● **ASSIGNED TASK**:
In the records below, how many lines hold the string "AmqpResult"? Give only the number.

● **INFORMATION GIVEN**:
—————
impl ConnectionInner {
    pub(crate) fn new(
        connection_id: String,
        options: ConnectionOptions,
        transport: Arc<dyn Transport>,
        token_provider: Arc<dyn TokenProvider>,
        runtime: Handle,
        observer: Arc<dyn ConnectionObserver>,
    ) -> Self {
        let (state, _) = watch::channel(ConnectionState::Uninitialized);
        Self {
            connection_id,
            options,
            transport,
            token_provider,
            runtime,
            observer,
            physical: OnceCell::new(),
            sessions: SessionTable::new(),
            cbs: OnceCell::new(),
            management: OnceCell::new(),
            token_managers: Mutex::new(Vec::new()),
            state,
            subscriptions: CancellationToken::new(),
            closed: AtomicBool::new(false),
        }
    }

    pub(crate) fn connection_id(&self) -> &str {
        &self.connection_id
    }

    pub(crate) fn options(&self) -> &ConnectionOptions {
        &self.options
    }

    pub(crate) fn sessions(&self) -> &SessionTable {
        &self.sessions
    }

    pub(crate) fn state(&self) -> ConnectionState {
        self.state.borrow().clone()
    }

    pub(crate) fn subscribe_state(&self) -> watch::Receiver<ConnectionState> {
        self.state.subscribe()
    }

    pub(crate) fn is_closed(&self) -> bool {
        self.closed.load(Ordering::SeqCst)
    }

    pub(crate) fn audience_for(&self, entity_path: &str) -> String {
        format!(
            "amqp://{}/{}",
            self.options.fully_qualified_namespace(),
            entity_path
        )
    }

    fn closed_error(&self) -> AmqpError {
        AmqpError::ConnectionClosed {
            connection_id: self.connection_id.clone(),
        }
    }

    /// Reject new work once the connection is closed or failed.
    ///
    /// A failed connection keeps reporting the error that failed it.
    fn ensure_open(&self) -> AmqpResult<()> {
        if self.is_closed() {
            return Err(self.closed_error());
        }
        match &*self.state.borrow() {
            ConnectionState::Error(error) => Err(error.clone()),
            ConnectionState::Closed => Err(self.closed_error()),
            _ => Ok(()),
        }
    }

    /// Move to `next` unless a terminal state has already been reached.
    fn transition(&self, next: ConnectionState) {
        let connection_id = &self.connection_id;
        self.state.send_if_modified(|current| {
            if current.is_terminal() {
                log::debug!(
                    "Connection '{connection_id}' ignores {next:?}, already {current:?}"
                );
                return false;
            }
            log::debug!("Connection '{connection_id}' state {current:?} -> {next:?}");
            *current = next;
            true
        });
    }

    fn fail(&self, error: AmqpError) {
        log::error!("Connection '{}' failed: {error}", self.connection_id);
        self.transition(ConnectionState::Error(error));
    }

    fn on_endpoint_state(&self, state: EndpointState) {
        match state {
            EndpointState::Uninitialized => {}
            EndpointState::Opening => self.transition(ConnectionState::Connecting),
            EndpointState::Active => self.transition(ConnectionState::Active),
            EndpointState::Closed => self.transition(ConnectionState::Closed),
        }
    }

    /// The physical connection, created by the first caller only.
    async fn physical(self: &Arc<Self>) -> AmqpResult<&PhysicalConnection> {
        self.physical.get_or_try_init(|| self.connect()).await
    }

    async fn connect(self: &Arc<Self>) -> AmqpResult<PhysicalConnection> {
        // A failed attempt leaves the cell empty; later callers must not retry
        self.ensure_open()?;

        log::info!(
            "Opening connection '{}' to {}",
            self.connection_id,
            self.options.fully_qualified_namespace()
        );
        self.transition(ConnectionState::Connecting);

        let parameters = self.options.connection_parameters(&self.connection_id);
        let (handler, events) = ConnectionHandler::new(self.connection_id.clone());

        let engine = match self.transport.connect(&parameters, handler).await {
            Ok(engine) => engine,
            Err(e) => {
                self.fail(e.clone());
                return Err(e);
            }
        };

        self.spawn_state_subscription(events);

        let executor = ReactorExecutor::new(
            self.connection_id.clone(),
            engine.clone(),
            self.runtime.clone(),
            self.exception_handler(),
        );
        if let Err(e) = executor.start() {
            self.fail(e.clone());
            return Err(e);
        }

        if self.is_closed() {
            executor.close();
            return Err(self.closed_error());
        }

        Ok(PhysicalConnection { engine, executor })
    }

    fn exception_handler(self: &Arc<Self>) -> ExceptionHandler {
        let connection = Arc::downgrade(self);
        Arc::new(move |error| {
            if let Some(connection) = connection.upgrade() {
                connection.fail(error);
            }
        })
    }

    /// Republish connection handler events on the state channel.
    fn spawn_state_subscription(
        self: &Arc<Self>,
        mut events: mpsc::UnboundedReceiver<HandlerEvent>,
    ) {
        let weak = Arc::downgrade(self);
        let cancelled = self.subscriptions.clone();

        self.runtime.spawn(async move {
            loop {
                let event = tokio::select! {
                    () = cancelled.cancelled() => return,
                    event = events.recv() => event,
                };

                let Some(connection) = weak.upgrade() else {
                    return;
                };

                match event {
                    Some(HandlerEvent::State(state)) => connection.on_endpoint_state(state),
                    Some(HandlerEvent::Error(error)) => connection.fail(error),
                    None => {
                        log::debug!(
                            "Connection '{}' handler stream ended",
                            connection.connection_id
                        );
                        connection.transition(ConnectionState::Closed);
                        return;
                    }
                }
            }
        });
    }

    async fn wait_for_active(&self) -> AmqpResult<()> {
        let mut receiver = self.state.subscribe();
        let timeout = self.options.operation_timeout();

        let wait = async {
            loop {
                let state = receiver.borrow_and_update().clone();
                match state {
                    ConnectionState::Active => return Ok(()),
                    ConnectionState::Error(error) => return Err(error),
                    ConnectionState::Closed => return Err(self.closed_error()),
                    ConnectionState::Uninitialized | ConnectionState::Connecting => {}
                }
                if receiver.changed().await.is_err() {
                    return Err(self.closed_error());
                }
            }
        };

        tokio::time::timeout(timeout, wait).await.map_err(|_| {
            log::warn!(
                "Connection '{}' did not become active within {timeout:?}",
                self.connection_id
            );
            AmqpError::timeout(
                format!("waiting for connection '{}' to open", self.connection_id),
                timeout,
            )
        })?
    }

    pub(crate) async fn create_session(self: &Arc<Self>, name: &str) -> AmqpResult<AmqpSession> {
        if name.is_empty() {
            return Err(AmqpError::InvalidOperation(
                "Session name must not be empty".to_string(),
            ));
        }
        self.ensure_open()?;

        let physical = self.physical().await?;
        loop {
            let slot = self.sessions.slot(name);
            let session = match slot
                .get_or_try_init(|| self.begin_session(physical.engine.clone(), name))
                .await
            {
                Ok(session) => session.clone(),
                Err(e) => {
                    self.sessions.discard_slot(name, &slot);
                    return Err(e);
                }
            };

            match self.sessions.owner(name, &slot) {
                SlotOwner::Table if !self.is_closed() => return Ok(session),
                // close() ran after the slot was taken but may not have drained it yet
                SlotOwner::Table => {
                    if self.sessions.remove_instance(&session) {
                        self.end_detached(&session).await;
                    }
                    return Err(self.closed_error());
                }
                SlotOwner::Creator => self.end_detached(&session).await,
                SlotOwner::Remover => {}
            }

            if self.is_closed() {
                return Err(self.closed_error());
            }
            log::debug!(
                "Session '{name}' on connection '{}' was removed while it was begun, retrying",
                self.connection_id
            );
        }
    }

    /// End a session that is no longer in the table and report it closed.
    async fn end_detached(&self, session: &AmqpSession) {
        if let Err(e) = session.end().await {
            log::warn!(
                "Failed to end session '{}' on connection '{}': {e}",
                session.name(),
                self.connection_id
            );
        }
        self.observer
            .on_session_closed(&self.connection_id, session.name());
    }

    async fn begin_session(
        self: &Arc<Self>,
        engine: Arc<dyn ProtocolEngine>,
        name: &str,
    ) -> AmqpResult<AmqpSession> {
        log::debug!(
            "Beginning session '{name}' on connection '{}'",
            self.connection_id
        );

        let handler = SessionHandler::new(name);
        let endpoint = engine.begin_session(name, handler.clone()).await?;
        let cbs_provider = CbsProvider::new(self.connection_id.clone(), Arc::downgrade(self));
        let session = AmqpSession::new(
            name,
            self.connection_id.clone(),
            endpoint,
            handler,
            cbs_provider,
        );

        self.observer.on_session_opened(&self.connection_id, name);
        Ok(session)
    }

    pub(crate) async fn remove_session(&self, name: &str) -> bool {
        if name.is_empty() {
            return false;
        }

        let Some(session) = self.sessions.remove(name) else {
            return false;
        };
        self.end_detached(&session).await;
        true
    }

    /// Drop a session from the table without ending it.
    pub(crate) fn forget_session(&self, session: &AmqpSession) {
        if self.sessions.remove_instance(session) {
            self.observer
                .on_session_closed(&self.connection_id, session.name());
        }
    }

    pub(crate) async fn cbs_node(
        self: &Arc<Self>,
    ) -> AmqpResult<Arc<dyn ClaimsBasedSecurityNode>> {
        self.ensure_open()?;
        self.physical().await?;
        self.wait_for_active().await?;

        let channel = self
            .cbs
            .get_or_try_init(|| async {
                let session = self.create_session(CBS_SESSION_NAME).await?;
                let link = session.open_request_response(CBS_ADDRESS).await?;
                log::info!("CBS node ready on connection '{}'", self.connection_id);
                Ok::<_, AmqpError>(Arc::new(CbsChannel::new(
                    link,
                    self.token_provider.clone(),
                    self.options.authorization_type(),
                    self.options.operation_timeout(),
                )))
            })
            .await?;

        let node: Arc<dyn ClaimsBasedSecurityNode> = channel.clone();
        Ok(node)
    }

    /// Create a token manager for `audience` and register it for disposal on close.
    pub(crate) async fn token_manager(
        self: &Arc<Self>,
        audience: &str,
        scopes: &str,
    ) -> AmqpResult<TokenRefreshManager> {
        let cbs = self.cbs_node().await?;
        let manager =
            TokenRefreshManager::new(cbs, audience, scopes).with_observer(self.observer.clone());

        if let Ok(mut managers) = self.token_managers.lock() {
            managers.retain(|existing| !existing.is_disposed());
            managers.push(manager.clone());
        }

        // close() sets the flag before draining, so a late manager is caught here
        if self.is_closed() {
            manager.close();
            return Err(self.closed_error());
        }

        Ok(manager)
    }

    pub(crate) async fn management_node(self: &Arc<Self>) -> AmqpResult<Arc<ManagementNode>> {
        self.ensure_open()?;

        let node = self
            .management
            .get_or_try_init(|| async {
                let audience = self.audience_for(
                    self.options
                        .entity_path()
                        .unwrap_or(MANAGEMENT_ADDRESS),
                );
                let manager = self.token_manager(&audience, &audience).await?;
                if let Err(e) = manager.authorize().await {
                    manager.close();
                    return Err(e);
                }

                let session = self.create_session(MANAGEMENT_SESSION_NAME).await?;
                let link = match session.open_request_response(MANAGEMENT_ADDRESS).await {
                    Ok(link) => link,
                    Err(e) => {
                        manager.close();
                        return Err(e);
                    }
                };

                log::info!(
                    "Management node ready on connection '{}' for '{audience}'",
                    self.connection_id
                );
                Ok::<_, AmqpError>(Arc::new(ManagementNode::new(
                    self.connection_id.clone(),
                    link,
                    manager,
                    self.options.operation_timeout(),
                )))
            })
            .await?;

        Ok(node.clone())
    }

    pub(crate) async fn close(&self) {
        if self.closed.swap(true, Ordering::SeqCst) {
            return;
        }

        log::info!("Closing connection '{}'", self.connection_id);

        let managers = self
            .token_managers
            .lock()
            .map(|mut managers| std::mem::take(&mut *managers))
            .unwrap_or_default();
        for manager in managers {
            manager.close();
        }

        if let Some(node) = self.management.get() {
            if let Err(e) = node.close().await {
                log::warn!(
                    "Failed to close management node on connection '{}': {e}",
                    self.connection_id
                );
            }
        }

        if let Some(cbs) = self.cbs.get() {
            if let Err(e) = cbs.close().await {
                log::warn!(
                    "Failed to close CBS node on connection '{}': {e}",
                    self.connection_id
                );
            }
        }

        for session in self.sessions.drain() {
            self.end_detached(&session).await;
        }

        if let Some(physical) = self.physical.get() {
            physical.executor.close();
        }
        self.subscriptions.cancel();

        self.state.send_replace(ConnectionState::Closed);
        log::info!("Connection '{}' closed", self.connection_id);
    }
}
—————
● **OUTPUT FOR THIS TASK**:
9